Problem to work on: Repeat the stretch of entries below from the line with "user_id = ? AND" through the line with "pub async fn list(&self, user_id: Uuid)". Include both ends and add nothing.

Material for the task:
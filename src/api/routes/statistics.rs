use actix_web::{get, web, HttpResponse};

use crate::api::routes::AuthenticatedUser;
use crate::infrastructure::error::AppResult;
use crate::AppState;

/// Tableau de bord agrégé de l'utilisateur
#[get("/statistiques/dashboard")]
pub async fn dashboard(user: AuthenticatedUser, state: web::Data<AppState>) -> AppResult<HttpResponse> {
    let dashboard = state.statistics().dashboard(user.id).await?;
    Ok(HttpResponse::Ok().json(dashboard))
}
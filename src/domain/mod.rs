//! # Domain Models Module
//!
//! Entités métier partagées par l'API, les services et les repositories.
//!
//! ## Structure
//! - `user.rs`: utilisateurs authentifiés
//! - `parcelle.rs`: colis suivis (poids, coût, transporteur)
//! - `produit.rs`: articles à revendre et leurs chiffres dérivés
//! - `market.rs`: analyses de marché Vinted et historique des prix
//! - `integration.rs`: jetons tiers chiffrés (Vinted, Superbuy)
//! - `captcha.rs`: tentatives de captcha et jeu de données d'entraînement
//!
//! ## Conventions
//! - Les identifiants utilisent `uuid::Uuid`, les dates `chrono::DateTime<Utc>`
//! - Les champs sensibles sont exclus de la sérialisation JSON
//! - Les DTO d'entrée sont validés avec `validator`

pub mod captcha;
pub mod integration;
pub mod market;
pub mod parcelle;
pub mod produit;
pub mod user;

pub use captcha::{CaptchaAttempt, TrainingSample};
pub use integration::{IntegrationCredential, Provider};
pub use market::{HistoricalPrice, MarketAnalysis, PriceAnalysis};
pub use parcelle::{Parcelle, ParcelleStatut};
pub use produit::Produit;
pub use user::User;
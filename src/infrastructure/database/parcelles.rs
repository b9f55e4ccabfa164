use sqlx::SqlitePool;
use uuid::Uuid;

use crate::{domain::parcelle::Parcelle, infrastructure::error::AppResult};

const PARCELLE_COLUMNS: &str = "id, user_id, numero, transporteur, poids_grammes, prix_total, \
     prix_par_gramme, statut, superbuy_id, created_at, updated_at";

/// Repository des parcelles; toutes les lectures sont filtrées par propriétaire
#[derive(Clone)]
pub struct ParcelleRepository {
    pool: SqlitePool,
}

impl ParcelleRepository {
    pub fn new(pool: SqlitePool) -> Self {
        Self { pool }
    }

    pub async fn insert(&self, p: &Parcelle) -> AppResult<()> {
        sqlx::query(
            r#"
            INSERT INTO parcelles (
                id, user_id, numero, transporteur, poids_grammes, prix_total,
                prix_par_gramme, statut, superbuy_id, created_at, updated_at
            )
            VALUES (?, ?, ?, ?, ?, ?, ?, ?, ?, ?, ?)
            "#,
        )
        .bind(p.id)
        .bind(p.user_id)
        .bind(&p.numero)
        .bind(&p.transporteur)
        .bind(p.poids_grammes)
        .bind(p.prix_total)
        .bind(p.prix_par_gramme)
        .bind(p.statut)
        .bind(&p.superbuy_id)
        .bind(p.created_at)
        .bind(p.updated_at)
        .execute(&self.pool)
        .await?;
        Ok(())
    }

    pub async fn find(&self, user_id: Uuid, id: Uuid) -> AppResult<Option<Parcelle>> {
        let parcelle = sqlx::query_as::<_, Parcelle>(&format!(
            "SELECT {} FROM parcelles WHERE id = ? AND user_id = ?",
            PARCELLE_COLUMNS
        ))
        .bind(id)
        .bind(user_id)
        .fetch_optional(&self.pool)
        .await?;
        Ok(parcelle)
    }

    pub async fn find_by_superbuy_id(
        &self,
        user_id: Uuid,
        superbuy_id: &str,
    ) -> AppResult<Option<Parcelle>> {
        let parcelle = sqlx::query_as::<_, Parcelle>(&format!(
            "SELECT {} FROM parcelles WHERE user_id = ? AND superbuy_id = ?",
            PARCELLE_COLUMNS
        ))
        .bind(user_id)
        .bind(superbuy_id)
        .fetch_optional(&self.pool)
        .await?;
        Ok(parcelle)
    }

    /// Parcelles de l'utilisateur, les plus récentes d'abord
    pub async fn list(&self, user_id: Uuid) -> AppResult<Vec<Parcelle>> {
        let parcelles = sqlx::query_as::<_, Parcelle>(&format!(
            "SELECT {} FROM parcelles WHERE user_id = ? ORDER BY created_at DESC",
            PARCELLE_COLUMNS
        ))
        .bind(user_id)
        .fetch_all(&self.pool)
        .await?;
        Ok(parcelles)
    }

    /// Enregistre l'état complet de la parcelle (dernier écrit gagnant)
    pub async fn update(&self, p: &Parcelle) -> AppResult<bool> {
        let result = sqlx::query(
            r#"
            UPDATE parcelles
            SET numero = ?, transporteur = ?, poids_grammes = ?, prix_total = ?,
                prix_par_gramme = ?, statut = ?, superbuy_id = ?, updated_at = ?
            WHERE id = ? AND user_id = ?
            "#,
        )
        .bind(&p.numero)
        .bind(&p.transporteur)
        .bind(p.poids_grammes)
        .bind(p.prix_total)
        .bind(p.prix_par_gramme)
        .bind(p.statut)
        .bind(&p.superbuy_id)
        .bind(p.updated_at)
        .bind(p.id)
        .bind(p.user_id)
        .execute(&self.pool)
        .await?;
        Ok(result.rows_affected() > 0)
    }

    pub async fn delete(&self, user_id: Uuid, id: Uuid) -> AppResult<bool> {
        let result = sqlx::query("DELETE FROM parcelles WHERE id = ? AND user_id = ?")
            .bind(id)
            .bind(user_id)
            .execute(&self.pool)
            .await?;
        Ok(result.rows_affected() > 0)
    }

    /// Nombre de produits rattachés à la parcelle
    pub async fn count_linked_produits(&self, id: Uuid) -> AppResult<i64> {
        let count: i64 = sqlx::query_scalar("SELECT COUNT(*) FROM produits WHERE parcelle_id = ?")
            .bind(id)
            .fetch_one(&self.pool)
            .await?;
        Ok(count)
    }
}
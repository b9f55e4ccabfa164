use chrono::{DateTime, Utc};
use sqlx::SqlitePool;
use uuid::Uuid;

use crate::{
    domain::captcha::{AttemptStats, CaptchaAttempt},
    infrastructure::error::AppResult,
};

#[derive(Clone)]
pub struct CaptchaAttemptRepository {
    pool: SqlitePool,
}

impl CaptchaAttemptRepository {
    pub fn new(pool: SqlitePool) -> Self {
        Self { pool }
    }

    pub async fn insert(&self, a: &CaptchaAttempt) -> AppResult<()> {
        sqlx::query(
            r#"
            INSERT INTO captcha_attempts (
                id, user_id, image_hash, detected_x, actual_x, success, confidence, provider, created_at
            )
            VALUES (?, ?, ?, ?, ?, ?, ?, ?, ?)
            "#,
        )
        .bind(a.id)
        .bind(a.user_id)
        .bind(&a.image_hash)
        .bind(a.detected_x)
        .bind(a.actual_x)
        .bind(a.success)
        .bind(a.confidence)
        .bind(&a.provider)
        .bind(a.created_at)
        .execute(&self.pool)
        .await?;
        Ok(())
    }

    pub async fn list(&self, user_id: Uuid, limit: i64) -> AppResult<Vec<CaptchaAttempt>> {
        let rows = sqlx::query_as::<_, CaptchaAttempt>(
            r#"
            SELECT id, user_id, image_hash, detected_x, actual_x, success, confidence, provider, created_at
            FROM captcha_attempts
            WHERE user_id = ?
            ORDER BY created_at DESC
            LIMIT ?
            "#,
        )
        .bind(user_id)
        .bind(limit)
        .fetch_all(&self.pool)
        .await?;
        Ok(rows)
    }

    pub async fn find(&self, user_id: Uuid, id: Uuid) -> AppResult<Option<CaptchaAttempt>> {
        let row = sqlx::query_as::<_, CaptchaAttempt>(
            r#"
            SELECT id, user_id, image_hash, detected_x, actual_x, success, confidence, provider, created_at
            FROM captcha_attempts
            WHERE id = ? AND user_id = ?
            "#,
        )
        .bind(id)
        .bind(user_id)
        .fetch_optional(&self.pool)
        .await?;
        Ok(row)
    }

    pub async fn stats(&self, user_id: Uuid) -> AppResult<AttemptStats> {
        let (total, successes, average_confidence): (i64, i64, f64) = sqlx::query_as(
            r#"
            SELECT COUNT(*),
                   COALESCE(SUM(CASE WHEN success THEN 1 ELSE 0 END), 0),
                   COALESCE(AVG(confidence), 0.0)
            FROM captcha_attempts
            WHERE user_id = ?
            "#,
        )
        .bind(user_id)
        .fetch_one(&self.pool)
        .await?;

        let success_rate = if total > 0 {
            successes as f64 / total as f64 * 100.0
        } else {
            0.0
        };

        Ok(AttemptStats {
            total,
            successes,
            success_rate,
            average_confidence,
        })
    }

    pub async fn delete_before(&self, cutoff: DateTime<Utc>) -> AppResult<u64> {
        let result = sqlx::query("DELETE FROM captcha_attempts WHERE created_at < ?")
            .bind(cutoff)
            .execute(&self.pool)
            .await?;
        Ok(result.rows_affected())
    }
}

Task output:
            "SELECT {} FROM parcelles WHERE user_id = ? AND superbuy_id = ?",
            PARCELLE_COLUMNS
        ))
        .bind(user_id)
        .bind(superbuy_id)
        .fetch_optional(&self.pool)
        .await?;
        Ok(parcelle)
    }

    /// Parcelles de l'utilisateur, les plus récentes d'abord
    pub async fn list(&self, user_id: Uuid) -> AppResult<Vec<Parcelle>> {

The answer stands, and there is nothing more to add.